To be sure, this speech also uses the metaphor of smell: “For this reason Pastors must know how to be ahead of the herd to point the way, in the midst of the flock to keep it united, behind the flock to prevent someone being left behind, so that the same flock, so to speak, has the sense of smell to find its way.”
But the first source of the image of the shepherd’s smell is I think a homily on March 28, two weeks after his election, where he says: “This I ask you: Be shepherds, with the ‘odour of the sheep,’ make it real, as shepherds among your flock, fishers of men.” (Official Vatican translation)
The Social Gospel. Allen uses the American term to refer to Catholic social teaching, and identifies “blockbuster” speeches, homilies or interviews where Francis emphasizes solidarity with migrants, solidarity with the poor and an antiwar position. The first one, in Lampedusa, called attention to “the globalization of indifference to the fate of migrants.” It was here, Allen notes, that Francis “first rolled out” one of his signature ideas, the “culture of encounter” as the antidote to “a throwaway culture.”

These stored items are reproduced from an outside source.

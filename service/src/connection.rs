//
// Copyright 2017-2026 Hans W. Uhlig. All Rights Reserved.
//
// Licensed under the Apache License, Version 2.0 (the "License");
// you may not use this file except in compliance with the License.
// You may obtain a copy of the License at
//
//      http://www.apache.org/licenses/LICENSE-2.0
//
// Unless required by applicable law or agreed to in writing, software
// distributed under the License is distributed on an "AS IS" BASIS,
// WITHOUT WARRANTIES OR CONDITIONS OF ANY KIND, either express or implied.
// See the License for the specific language governing permissions and
// limitations under the License.
//

//! Chat connection handle
//!
//! A [`ChatConnection`] is the write side of one client stream plus a close
//! signal. It is cheap to clone: the session that owns the stream keeps one
//! clone, the registry keeps another so the broadcast engine can deliver to it.
//! The read side is handed to the session separately and never shared.

use crate::{ChatError, ConnectionId, Result};
use metrics::{counter, gauge};
use std::net::SocketAddr;
use std::sync::Arc;
use std::sync::atomic::{AtomicBool, AtomicU64, Ordering};
use std::time::{Duration, Instant};
use tokio::io::{AsyncWrite, AsyncWriteExt};
use tokio::net::TcpStream;
use tokio::net::tcp::OwnedReadHalf;
use tokio::sync::Mutex;
use tokio_util::sync::{CancellationToken, WaitForCancellationFuture};
use tracing::{debug, info, instrument, trace};

type BoxedWriter = Box<dyn AsyncWrite + Send + Unpin>;

/// Shared handle to a single client connection
#[derive(Clone)]
pub struct ChatConnection {
    writer: Arc<Mutex<BoxedWriter>>,

    id: ConnectionId,
    peer_addr: Option<SocketAddr>,
    created_at: Instant,

    // Cancelled exactly once, by whoever wins `close_started`
    closed: CancellationToken,
    close_started: Arc<AtomicBool>,

    bytes_sent: Arc<AtomicU64>,
    writes: Arc<AtomicU64>,
}

impl ChatConnection {
    /// Split a TCP stream into a shared connection handle and its read half
    #[instrument(skip(socket), fields(connection_id = %id))]
    pub fn wrap(socket: TcpStream, id: ConnectionId) -> Result<(Self, OwnedReadHalf)> {
        let peer_addr = socket.peer_addr()?;

        info!(peer_addr = %peer_addr, "Creating new chat connection");

        let (reader, writer) = socket.into_split();
        Ok((Self::from_parts(writer, id, Some(peer_addr)), reader))
    }

    /// Build a connection around any writer
    ///
    /// Used for streams that are not TCP sockets, such as in-memory duplex
    /// pipes.
    pub fn from_parts<W>(writer: W, id: ConnectionId, peer_addr: Option<SocketAddr>) -> Self
    where
        W: AsyncWrite + Send + Unpin + 'static,
    {
        counter!("tcpchat.connections.total").increment(1);
        gauge!("tcpchat.connections.open").increment(1.0);

        Self {
            writer: Arc::new(Mutex::new(Box::new(writer))),
            id,
            peer_addr,
            created_at: Instant::now(),
            closed: CancellationToken::new(),
            close_started: Arc::new(AtomicBool::new(false)),
            bytes_sent: Arc::new(AtomicU64::new(0)),
            writes: Arc::new(AtomicU64::new(0)),
        }
    }

    /// Get the connection ID
    pub fn id(&self) -> ConnectionId {
        self.id
    }

    /// Get the peer address, if the stream has one
    pub fn peer_addr(&self) -> Option<SocketAddr> {
        self.peer_addr
    }

    /// Get when the connection was created
    pub fn created_at(&self) -> Instant {
        self.created_at
    }

    /// Get bytes sent
    pub fn bytes_sent(&self) -> u64 {
        self.bytes_sent.load(Ordering::Relaxed)
    }

    /// Get the number of completed writes
    pub fn writes(&self) -> u64 {
        self.writes.load(Ordering::Relaxed)
    }

    /// Write `bytes` and flush
    pub async fn send(&self, bytes: &[u8]) -> Result<()> {
        if self.closed.is_cancelled() {
            return Err(ChatError::ConnectionClosed);
        }

        let mut writer = self.writer.lock().await;
        writer.write_all(bytes).await?;
        writer.flush().await?;
        drop(writer);

        self.bytes_sent
            .fetch_add(bytes.len() as u64, Ordering::Relaxed);
        self.writes.fetch_add(1, Ordering::Relaxed);
        counter!("tcpchat.bytes.sent").increment(bytes.len() as u64);
        trace!(connection_id = %self.id, len = bytes.len(), "Wrote to connection");
        Ok(())
    }

    /// Write a string and flush
    pub async fn send_str(&self, text: &str) -> Result<()> {
        self.send(text.as_bytes()).await
    }

    /// Write `bytes`, failing with [`ChatError::Timeout`] if the peer stalls
    pub async fn send_timeout(&self, bytes: &[u8], limit: Duration) -> Result<()> {
        match tokio::time::timeout(limit, self.send(bytes)).await {
            Ok(result) => result,
            Err(_) => Err(ChatError::Timeout),
        }
    }

    /// Close the connection
    ///
    /// Wakes the owning session out of any pending read. The write side is
    /// shut down right away unless another write currently holds it, in which
    /// case it is released when the last handle drops.
    pub async fn close(&self) {
        if self.close_started.swap(true, Ordering::AcqRel) {
            return;
        }
        self.closed.cancel();
        gauge!("tcpchat.connections.open").decrement(1.0);
        debug!(connection_id = %self.id, "Closing connection");

        if let Ok(mut writer) = self.writer.try_lock() {
            if let Err(e) = writer.shutdown().await {
                debug!(connection_id = %self.id, error = %e, "Write side shutdown failed");
            }
        }
    }

    /// Check whether the connection has been closed
    pub fn is_closed(&self) -> bool {
        self.closed.is_cancelled()
    }

    /// Future that resolves once the connection is closed
    pub fn closed(&self) -> WaitForCancellationFuture<'_> {
        self.closed.cancelled()
    }
}

impl std::fmt::Debug for ChatConnection {
    fn fmt(&self, f: &mut std::fmt::Formatter<'_>) -> std::fmt::Result {
        f.debug_struct("ChatConnection")
            .field("id", &self.id)
            .field("peer_addr", &self.peer_addr)
            .field("closed", &self.is_closed())
            .finish()
    }
}

#[cfg(test)]
mod tests {
    use super::*;
    use std::io;
    use std::pin::Pin;
    use std::task::{Context, Poll};
    use tokio::io::{AsyncReadExt, duplex};
    use tokio::net::TcpListener;
    use tracing_test::traced_test;

    /// Accepts writes but refuses to shut down
    struct StubbornWriter;

    impl AsyncWrite for StubbornWriter {
        fn poll_write(
            self: Pin<&mut Self>,
            _cx: &mut Context<'_>,
            buf: &[u8],
        ) -> Poll<io::Result<usize>> {
            Poll::Ready(Ok(buf.len()))
        }

        fn poll_flush(self: Pin<&mut Self>, _cx: &mut Context<'_>) -> Poll<io::Result<()>> {
            Poll::Ready(Ok(()))
        }

        fn poll_shutdown(self: Pin<&mut Self>, _cx: &mut Context<'_>) -> Poll<io::Result<()>> {
            Poll::Ready(Err(io::Error::new(io::ErrorKind::NotConnected, "already gone")))
        }
    }

    #[tokio::test]
    async fn test_send_reaches_peer() {
        let (local, mut remote) = duplex(1024);
        let conn = ChatConnection::from_parts(local, ConnectionId::new(1), None);

        conn.send_str("hello\n").await.unwrap();

        let mut buf = [0u8; 16];
        let n = remote.read(&mut buf).await.unwrap();
        assert_eq!(&buf[..n], b"hello\n");
        assert_eq!(conn.bytes_sent(), 6);
        assert_eq!(conn.writes(), 1);
    }

    #[tokio::test]
    async fn test_close_rejects_sends_and_signals() {
        let (local, mut remote) = duplex(1024);
        let conn = ChatConnection::from_parts(local, ConnectionId::new(2), None);
        let watcher = conn.clone();

        conn.close().await;
        assert!(watcher.is_closed());
        watcher.closed().await;

        assert!(matches!(
            conn.send_str("late").await,
            Err(ChatError::ConnectionClosed)
        ));

        // Write side was shut down, so the peer sees EOF
        let mut buf = [0u8; 4];
        assert_eq!(remote.read(&mut buf).await.unwrap(), 0);
    }

    #[tokio::test]
    #[traced_test]
    async fn test_close_logs_shutdown_failure() {
        let conn = ChatConnection::from_parts(StubbornWriter, ConnectionId::new(5), None);

        conn.close().await;

        assert!(conn.is_closed());
        assert!(logs_contain("Write side shutdown failed"));
        assert!(logs_contain("already gone"));
    }

    #[tokio::test]
    async fn test_send_timeout_on_stalled_peer() {
        // Peer never reads, so the pipe fills up and the write stalls
        let (local, _remote) = duplex(8);
        let conn = ChatConnection::from_parts(local, ConnectionId::new(3), None);

        let result = conn
            .send_timeout(&[b'x'; 64], Duration::from_millis(50))
            .await;
        assert!(matches!(result, Err(ChatError::Timeout)));
    }

    #[tokio::test]
    async fn test_wrap_tcp_stream() {
        let listener = TcpListener::bind("127.0.0.1:0").await.unwrap();
        let addr = listener.local_addr().unwrap();
        let client_task = tokio::spawn(async move { TcpStream::connect(addr).await.unwrap() });
        let (server, _) = listener.accept().await.unwrap();
        let mut client = client_task.await.unwrap();

        let (conn, _reader) = ChatConnection::wrap(server, ConnectionId::new(4)).unwrap();
        assert!(conn.peer_addr().is_some());

        conn.send_str("ping").await.unwrap();
        let mut buf = [0u8; 4];
        client.read_exact(&mut buf).await.unwrap();
        assert_eq!(&buf, b"ping");
    }
}
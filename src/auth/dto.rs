use serde::{Deserialize, Serialize};

/// Request body for user registration.
#[derive(Debug, Deserialize)]
pub struct RegisterRequest {
    pub email: String,
    pub password: String,
}

/// Request body for login.
#[derive(Debug, Deserialize)]
pub struct LoginRequest {
    pub email: String,
    pub password: String,
}

/// Request body for token refresh.
#[derive(Debug, Deserialize)]
pub struct RefreshRequest {
    pub refresh_token: String,
}

/// Response returned after login or refresh.
#[derive(Debug, Serialize)]
pub struct TokenResponse {
    pub access_token: String,
    pub refresh_token: String,
    pub token_type: String,
}

impl TokenResponse {
    pub fn bearer(access_token: String, refresh_token: String) -> Self {
        Self {
            access_token,
            refresh_token,
            token_type: "bearer".into(),
        }
    }
}

/// Public part of the user returned to the client.
#[derive(Debug, Serialize)]
pub struct PublicUser {
    pub id: i64,
    pub email: String,
}

#[cfg(test)]
mod tests {
    use super::*;

    #[test]
    fn token_response_has_bearer_type() {
        let res = TokenResponse::bearer("a".into(), "r".into());
        let json = serde_json::to_value(&res).unwrap();
        assert_eq!(json["token_type"], "bearer");
        assert_eq!(json["access_token"], "a");
        assert_eq!(json["refresh_token"], "r");
    }

    #[test]
    fn public_user_serializes_id_and_email_only() {
        let user = PublicUser {
            id: 7,
            email: "test@example.com".into(),
        };
        let json = serde_json::to_value(&user).unwrap();
        assert_eq!(json["email"], "test@example.com");
        assert_eq!(json["id"], 7);
        assert_eq!(json.as_object().unwrap().len(), 2);
    }
}
use crate::state::AppState;
use crate::{auth, contacts};
use axum::{routing::get, Router};
use std::net::SocketAddr;
use tower_http::{cors::CorsLayer, trace::TraceLayer};

pub fn build_app(state: AppState) -> Router {
    Router::new()
        .nest(
            "/api/v1",
            Router::new()
                .merge(auth::router())
                .merge(contacts::router())
                .route("/health", get(|| async { "ok" })),
        )
        .with_state(state)
        .layer(CorsLayer::permissive())
        .layer(
            TraceLayer::new_for_http()
                .make_span_with(|req: &axum::http::Request<_>| {
                    let method = req.method().clone();
                    let uri = req.uri().clone();
                    tracing::info_span!("http_request", %method, uri = %uri)
                })
                .on_response(
                    |res: &axum::http::Response<_>,
                     _latency: std::time::Duration,
                     span: &tracing::Span| {
                        let status = res.status();
                        span.record("status", tracing::field::display(status));
                        if status.is_server_error() {
                            tracing::error!(%status, "response");
                        } else {
                            tracing::info!(%status, "response");
                        }
                    },
                ),
        )
}

pub async fn serve(app: Router) -> anyhow::Result<()> {
    let addr: SocketAddr = format!(
        "{}:{}",
        std::env::var("APP_HOST").unwrap_or_else(|_| "0.0.0.0".into()),
        std::env::var("APP_PORT").unwrap_or_else(|_| "8080".into())
    )
    .parse()?;

    tracing::info!("listening on {}", addr);
    let listener = tokio::net::TcpListener::bind(addr).await?;
    axum::serve(listener, app).await?;
    Ok(())
}
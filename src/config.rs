use serde::Deserialize;

#[derive(Debug, Clone, Deserialize)]
pub struct JwtConfig {
    pub secret: String,
    pub issuer: String,
    pub audience: String,
    pub ttl_minutes: i64,
    pub refresh_ttl_minutes: i64,
}

#[derive(Debug, Clone, Deserialize)]
pub struct AppConfig {
    pub database_url: String,
    pub jwt: JwtConfig,
}

impl AppConfig {
    pub fn from_env() -> anyhow::Result<Self> {
        let database_url = std::env::var("DATABASE_URL")?;
        let jwt = JwtConfig {
            secret: std::env::var("JWT_SECRET")?,
            issuer: std::env::var("JWT_ISSUER").unwrap_or_else(|_| "rolodex".into()),
            audience: std::env::var("JWT_AUDIENCE").unwrap_or_else(|_| "rolodex-users".into()),
            ttl_minutes: std::env::var("JWT_TTL_MINUTES")
                .ok()
                .and_then(|v| v.parse::<i64>().ok())
                .unwrap_or(15),
            refresh_ttl_minutes: std::env::var("JWT_REFRESH_TTL_MINUTES")
                .ok()
                .and_then(|v| v.parse::<i64>().ok())
                .unwrap_or(60 * 24 * 14),
        };
        Ok(Self { database_url, jwt })
    }
}
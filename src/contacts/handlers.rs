use axum::{
    extract::{Path, Query, State},
    http::{header, HeaderMap, StatusCode},
    routing::{delete, get, post, put},
    Json, Router,
};
use time::OffsetDateTime;
use tracing::{info, instrument, warn};

use crate::{
    auth::jwt::CurrentUser,
    contacts::dto::{ContactOut, ContactPayload, SearchParams},
    contacts::repo::Contact,
    error::ApiError,
    state::AppState,
};

pub fn read_routes() -> Router<AppState> {
    Router::new()
        .route("/contacts", get(list_contacts))
        .route("/contacts/upcoming_birthdays", get(upcoming_birthdays))
        .route("/contacts/:id", get(get_contact))
}

pub fn write_routes() -> Router<AppState> {
    Router::new()
        .route("/contacts", post(create_contact))
        .route("/contacts/:id", put(update_contact))
        .route("/contacts/:id", delete(delete_contact))
}

#[instrument(skip(state, user))]
pub async fn list_contacts(
    State(state): State<AppState>,
    CurrentUser(user): CurrentUser,
    Query(params): Query<SearchParams>,
) -> Result<Json<Vec<ContactOut>>, ApiError> {
    let contacts =
        Contact::list_by_owner(&state.db, user.id, params.search_query.as_deref()).await?;
    Ok(Json(contacts.into_iter().map(ContactOut::from).collect()))
}

#[instrument(skip(state, user))]
pub async fn get_contact(
    State(state): State<AppState>,
    CurrentUser(user): CurrentUser,
    Path(id): Path<i64>,
) -> Result<Json<ContactOut>, ApiError> {
    match Contact::get(&state.db, user.id, id).await? {
        Some(contact) => Ok(Json(contact.into())),
        None => {
            warn!(user_id = %user.id, %id, "contact not found");
            Err(ApiError::NotFound("Contact not found".into()))
        }
    }
}

#[instrument(skip(state, user, payload))]
pub async fn create_contact(
    State(state): State<AppState>,
    CurrentUser(user): CurrentUser,
    Json(payload): Json<ContactPayload>,
) -> Result<(StatusCode, HeaderMap, Json<ContactOut>), ApiError> {
    let contact = Contact::create(&state.db, user.id, &payload.into()).await?;

    let mut headers = HeaderMap::new();
    if let Ok(location) = format!("/api/v1/contacts/{}", contact.id).parse() {
        headers.insert(header::LOCATION, location);
    }

    info!(user_id = %user.id, contact_id = %contact.id, "contact created");
    Ok((StatusCode::CREATED, headers, Json(contact.into())))
}

#[instrument(skip(state, user, payload))]
pub async fn update_contact(
    State(state): State<AppState>,
    CurrentUser(user): CurrentUser,
    Path(id): Path<i64>,
    Json(payload): Json<ContactPayload>,
) -> Result<Json<ContactOut>, ApiError> {
    match Contact::update(&state.db, user.id, id, &payload.into()).await? {
        Some(contact) => {
            info!(user_id = %user.id, contact_id = %id, "contact updated");
            Ok(Json(contact.into()))
        }
        None => {
            warn!(user_id = %user.id, %id, "update on missing contact");
            Err(ApiError::NotFound("Contact not found".into()))
        }
    }
}

#[instrument(skip(state, user))]
pub async fn delete_contact(
    State(state): State<AppState>,
    CurrentUser(user): CurrentUser,
    Path(id): Path<i64>,
) -> Result<StatusCode, ApiError> {
    if Contact::delete(&state.db, user.id, id).await? {
        info!(user_id = %user.id, contact_id = %id, "contact deleted");
        Ok(StatusCode::NO_CONTENT)
    } else {
        warn!(user_id = %user.id, %id, "delete on missing contact");
        Err(ApiError::NotFound("Contact not found".into()))
    }
}

#[instrument(skip(state, user))]
pub async fn upcoming_birthdays(
    State(state): State<AppState>,
    CurrentUser(user): CurrentUser,
) -> Result<Json<Vec<ContactOut>>, ApiError> {
    let today = OffsetDateTime::now_utc().date();
    let contacts = Contact::upcoming_birthdays(&state.db, user.id, today).await?;
    Ok(Json(contacts.into_iter().map(ContactOut::from).collect()))
}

Mercy as core Christian message of this time. One of Allen’s best-read analyses of Francis’ first year ran a compare-and-contrast with his predecessors’ defining words. For John Paul II: “Be not afraid.” For Benedict: “Reason and faith.” And for Francis? Allen quotes the Pope: “In my opinion, the strongest message of the Lord is mercy.” And again: “The Lord never tires of forgiving; it is we who get tired of asking for forgiveness.”
To be sure, “some criticism, some backlash,” has come the new Pope’s way. The most important, and the most vexing, is what Allen calls the Pope’s “older son problem.” In the parable of the prodigal son, it is the older brother who does not stray, who obeys the father in all things. And yet when the younger brother returns, the father welcomes the prodigal with open arms. The resentment the older brother feels is as much a part of the famous parable as the father’s limitless generosity.
And who are the Pope’s older sons? “Doctrinal purists, liturgical [traditionalists], political pro-life activists, Church personnel.” But the Pope is well aware of the problem, Allen says. “The man is not naïve.”